Saved entries:
▬▬▬
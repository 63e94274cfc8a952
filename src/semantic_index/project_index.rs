//! Cache 4 (§4.4): cross-file `name → [entry]` lookup plus the reverse
//! `uri → {name}` set needed for clean removal when a document closes.

use dashmap::{DashMap, DashSet};

use crate::ast::TypeRef;
use crate::compiler_messages::ErrorLocation;
use crate::semantic::SymbolKind;

#[derive(Debug, Clone)]
pub struct ProjectEntry {
    pub uri: String,
    pub kind: SymbolKind,
    pub declared_type: Option<TypeRef>,
    pub loc: ErrorLocation,
}

/// Concurrent by construction (`DashMap`/`DashSet`), since re-analysis of
/// any open document may update it from a worker thread while another
/// document's references/rename query reads it.
#[derive(Default)]
pub struct ProjectIndex {
    by_name: DashMap<String, Vec<ProjectEntry>>,
    by_uri: DashMap<String, DashSet<String>>,
}

impl ProjectIndex {
    pub fn new() -> Self {
        ProjectIndex::default()
    }

    /// Replaces every entry previously contributed by `uri` with `entries`,
    /// keyed by symbol name.
    pub fn update(&self, uri: &str, entries: Vec<(String, ProjectEntry)>) {
        self.remove(uri);
        let names = DashSet::new();
        for (name, entry) in entries {
            names.insert(name.clone());
            self.by_name.entry(name).or_default().push(entry);
        }
        self.by_uri.insert(uri.to_string(), names);
    }

    /// Drops every entry contributed by `uri`. After this call, no lookup by
    /// any name can reach `uri` again (§8 invariant 9).
    pub fn remove(&self, uri: &str) {
        if let Some((_, names)) = self.by_uri.remove(uri) {
            for name in names {
                if let Some(mut entries) = self.by_name.get_mut(&name) {
                    entries.retain(|e| e.uri != uri);
                }
            }
        }
    }

    pub fn lookup(&self, name: &str) -> Vec<ProjectEntry> {
        self.by_name.get(name).map(|v| v.clone()).unwrap_or_default()
    }

    /// Case-insensitive substring search across every known name, capped at
    /// `limit` hits (§4.4 workspace symbols: capped at 200).
    pub fn search(&self, query: &str, limit: usize) -> Vec<(String, ProjectEntry)> {
        let needle = query.to_lowercase();
        let mut out = Vec::new();
        'outer: for pair in self.by_name.iter() {
            if !pair.key().to_lowercase().contains(&needle) {
                continue;
            }
            for entry in pair.value() {
                out.push((pair.key().clone(), entry.clone()));
                if out.len() >= limit {
                    break 'outer;
                }
            }
        }
        out
    }
}

#[cfg(test)]
mod tests {
    use super::*;

    fn entry(uri: &str) -> ProjectEntry {
        ProjectEntry { uri: uri.to_string(), kind: SymbolKind::Function, declared_type: None, loc: ErrorLocation::unknown() }
    }

    #[test]
    fn remove_drops_every_entry_for_a_uri() {
        let index = ProjectIndex::new();
        index.update("a.nv", vec![("foo".to_string(), entry("a.nv"))]);
        index.update("b.nv", vec![("foo".to_string(), entry("b.nv"))]);
        index.remove("a.nv");
        let found = index.lookup("foo");
        assert!(found.iter().all(|e| e.uri != "a.nv"));
        assert!(found.iter().any(|e| e.uri == "b.nv"));
    }

    #[test]
    fn search_is_case_insensitive_and_capped() {
        let index = ProjectIndex::new();
        for i in 0..5 {
            index.update(&format!("f{i}.nv"), vec![(format!("Thing{i}"), entry(&format!("f{i}.nv")))]);
        }
        let hits = index.search("thing", 3);
        assert_eq!(hits.len(), 3);
    }
}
▬▬▬
● **PROBLEM STATEMENT**
Search the records for the word "found". Copy every line that has it.

● **ANSWER SECTION**
        let found = index.lookup("foo");
        assert!(found.iter().all(|e| e.uri != "a.nv"));
        assert!(found.iter().any(|e| e.uri == "b.nv"));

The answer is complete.